▸ **Exercise prompt**
Could you retype all of the data below exactly as given?

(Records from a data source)
★ ★ ★ ★ ★ ★ ★
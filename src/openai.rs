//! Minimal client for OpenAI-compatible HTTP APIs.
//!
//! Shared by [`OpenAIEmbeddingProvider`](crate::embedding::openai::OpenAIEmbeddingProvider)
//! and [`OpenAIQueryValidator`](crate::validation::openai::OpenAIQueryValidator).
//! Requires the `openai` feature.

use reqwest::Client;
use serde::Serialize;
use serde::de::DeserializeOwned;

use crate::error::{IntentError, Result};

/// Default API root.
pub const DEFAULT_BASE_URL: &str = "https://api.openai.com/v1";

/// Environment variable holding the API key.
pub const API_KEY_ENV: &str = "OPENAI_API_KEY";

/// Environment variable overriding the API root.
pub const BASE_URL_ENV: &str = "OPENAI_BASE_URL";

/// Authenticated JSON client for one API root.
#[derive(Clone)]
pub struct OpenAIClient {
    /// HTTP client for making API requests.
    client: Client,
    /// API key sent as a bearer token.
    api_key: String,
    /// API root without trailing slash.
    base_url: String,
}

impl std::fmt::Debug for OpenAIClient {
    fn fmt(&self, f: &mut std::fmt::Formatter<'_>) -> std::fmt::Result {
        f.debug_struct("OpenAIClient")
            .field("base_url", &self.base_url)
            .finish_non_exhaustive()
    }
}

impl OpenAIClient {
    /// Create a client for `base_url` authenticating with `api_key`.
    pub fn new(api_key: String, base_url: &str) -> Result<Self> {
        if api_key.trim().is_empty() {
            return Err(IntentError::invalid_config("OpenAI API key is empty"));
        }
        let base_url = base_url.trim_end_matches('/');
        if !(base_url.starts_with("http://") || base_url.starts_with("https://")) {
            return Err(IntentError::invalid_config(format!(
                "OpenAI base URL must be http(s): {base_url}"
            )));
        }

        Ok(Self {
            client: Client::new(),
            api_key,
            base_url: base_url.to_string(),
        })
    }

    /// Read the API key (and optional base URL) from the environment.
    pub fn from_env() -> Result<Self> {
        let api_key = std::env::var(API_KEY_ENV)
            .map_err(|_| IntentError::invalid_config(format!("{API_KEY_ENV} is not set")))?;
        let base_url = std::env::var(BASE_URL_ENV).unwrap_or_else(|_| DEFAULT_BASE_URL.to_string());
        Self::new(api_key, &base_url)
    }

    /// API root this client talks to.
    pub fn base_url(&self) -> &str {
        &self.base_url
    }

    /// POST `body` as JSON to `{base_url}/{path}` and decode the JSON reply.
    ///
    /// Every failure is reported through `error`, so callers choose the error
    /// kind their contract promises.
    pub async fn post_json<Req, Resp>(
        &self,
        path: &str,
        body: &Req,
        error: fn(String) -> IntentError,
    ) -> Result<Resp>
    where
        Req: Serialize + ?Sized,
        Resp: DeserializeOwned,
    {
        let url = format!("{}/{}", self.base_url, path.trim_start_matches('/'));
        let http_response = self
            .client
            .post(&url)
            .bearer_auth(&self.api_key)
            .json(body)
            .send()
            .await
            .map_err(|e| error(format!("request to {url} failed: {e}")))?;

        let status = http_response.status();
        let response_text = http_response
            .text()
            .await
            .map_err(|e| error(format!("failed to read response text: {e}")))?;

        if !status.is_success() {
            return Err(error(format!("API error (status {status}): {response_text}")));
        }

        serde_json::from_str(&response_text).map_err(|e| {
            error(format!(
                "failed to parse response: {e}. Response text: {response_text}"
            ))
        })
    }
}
★ ★ ★ ★ ★ ★ ★
▸ **Result of this task**
filename src/openai.rs
//! Minimal client for OpenAI-compatible HTTP APIs.
//!
//! Shared by [`OpenAIEmbeddingProvider`](crate::embedding::openai::OpenAIEmbeddingProvider)
//! and [`OpenAIQueryValidator`](crate::validation::openai::OpenAIQueryValidator).
//! Requires the `openai` feature.

use reqwest::Client;
use serde::Serialize;
use serde::de::DeserializeOwned;

use crate::error::{IntentError, Result};

/// Default API root.
pub const DEFAULT_BASE_URL: &str = "https://api.openai.com/v1";

/// Environment variable holding the API key.
pub const API_KEY_ENV: &str = "OPENAI_API_KEY";

/// Environment variable overriding the API root.
pub const BASE_URL_ENV: &str = "OPENAI_BASE_URL";

/// Authenticated JSON client for one API root.
#[derive(Clone)]
pub struct OpenAIClient {
    /// HTTP client for making API requests.
    client: Client,
    /// API key sent as a bearer token.
    api_key: String,
    /// API root without trailing slash.
    base_url: String,
}

impl std::fmt::Debug for OpenAIClient {
    fn fmt(&self, f: &mut std::fmt::Formatter<'_>) -> std::fmt::Result {
        f.debug_struct("OpenAIClient")
            .field("base_url", &self.base_url)
            .finish_non_exhaustive()
    }
}

impl OpenAIClient {
    /// Create a client for `base_url` authenticating with `api_key`.
    pub fn new(api_key: String, base_url: &str) -> Result<Self> {
        if api_key.trim().is_empty() {
            return Err(IntentError::invalid_config("OpenAI API key is empty"));
        }
        let base_url = base_url.trim_end_matches('/');
        if !(base_url.starts_with("http://") || base_url.starts_with("https://")) {
            return Err(IntentError::invalid_config(format!(
                "OpenAI base URL must be http(s): {base_url}"
            )));
        }

        Ok(Self {
            client: Client::new(),
            api_key,
            base_url: base_url.to_string(),
        })
    }

    /// Read the API key (and optional base URL) from the environment.
    pub fn from_env() -> Result<Self> {
        let api_key = std::env::var(API_KEY_ENV)
            .map_err(|_| IntentError::invalid_config(format!("{API_KEY_ENV} is not set")))?;
        let base_url = std::env::var(BASE_URL_ENV).unwrap_or_else(|_| DEFAULT_BASE_URL.to_string());
        Self::new(api_key, &base_url)
    }

    /// API root this client talks to.
    pub fn base_url(&self) -> &str {
        &self.base_url
    }

    /// POST `body` as JSON to `{base_url}/{path}` and decode the JSON reply.
    ///
    /// Every failure is reported through `error`, so callers choose the error
    /// kind their contract promises.
    pub async fn post_json<Req, Resp>(
        &self,
        path: &str,
        body: &Req,
        error: fn(String) -> IntentError,
    ) -> Result<Resp>
    where
        Req: Serialize + ?Sized,
        Resp: DeserializeOwned,
    {
        let url = format!("{}/{}", self.base_url, path.trim_start_matches('/'));
        let http_response = self
            .client
            .post(&url)
            .bearer_auth(&self.api_key)
            .json(body)
            .send()
            .await
            .map_err(|e| error(format!("request to {url} failed: {e}")))?;

        let status = http_response.status();
        let response_text = http_response
            .text()
            .await
            .map_err(|e| error(format!("failed to read response text: {e}")))?;

        if !status.is_success() {
            return Err(error(format!("API error (status {status}): {response_text}")));
        }

        serde_json::from_str(&response_text).map_err(|e| {
            error(format!(
                "failed to parse response: {e}. Response text: {response_text}"
            ))
        })
    }
}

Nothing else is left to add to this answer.